Your instructions
In the entries below, find the line with "Host-supplied box metrics." and the line with "pub const fn"; give again those lines and every line between them, exactly.
━━━
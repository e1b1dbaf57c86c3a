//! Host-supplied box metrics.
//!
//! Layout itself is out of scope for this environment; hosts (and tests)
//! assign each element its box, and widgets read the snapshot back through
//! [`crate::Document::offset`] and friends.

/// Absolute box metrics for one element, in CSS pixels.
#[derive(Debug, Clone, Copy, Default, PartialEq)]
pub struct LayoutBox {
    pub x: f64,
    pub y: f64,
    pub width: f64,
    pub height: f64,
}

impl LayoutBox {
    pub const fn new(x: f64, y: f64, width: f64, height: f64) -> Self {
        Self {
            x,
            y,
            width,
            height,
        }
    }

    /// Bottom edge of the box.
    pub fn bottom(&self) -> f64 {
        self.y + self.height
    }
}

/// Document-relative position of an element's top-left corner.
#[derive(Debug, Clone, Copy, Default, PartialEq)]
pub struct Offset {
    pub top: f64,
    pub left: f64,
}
━━━
Exercise output
//! Host-supplied box metrics.
//!
//! Layout itself is out of scope for this environment; hosts (and tests)
//! assign each element its box, and widgets read the snapshot back through
//! [`crate::Document::offset`] and friends.

/// Absolute box metrics for one element, in CSS pixels.
#[derive(Debug, Clone, Copy, Default, PartialEq)]
pub struct LayoutBox {
    pub x: f64,
    pub y: f64,
    pub width: f64,
    pub height: f64,
}

impl LayoutBox {
    pub const fn new(x: f64, y: f64, width: f64, height: f64) -> Self {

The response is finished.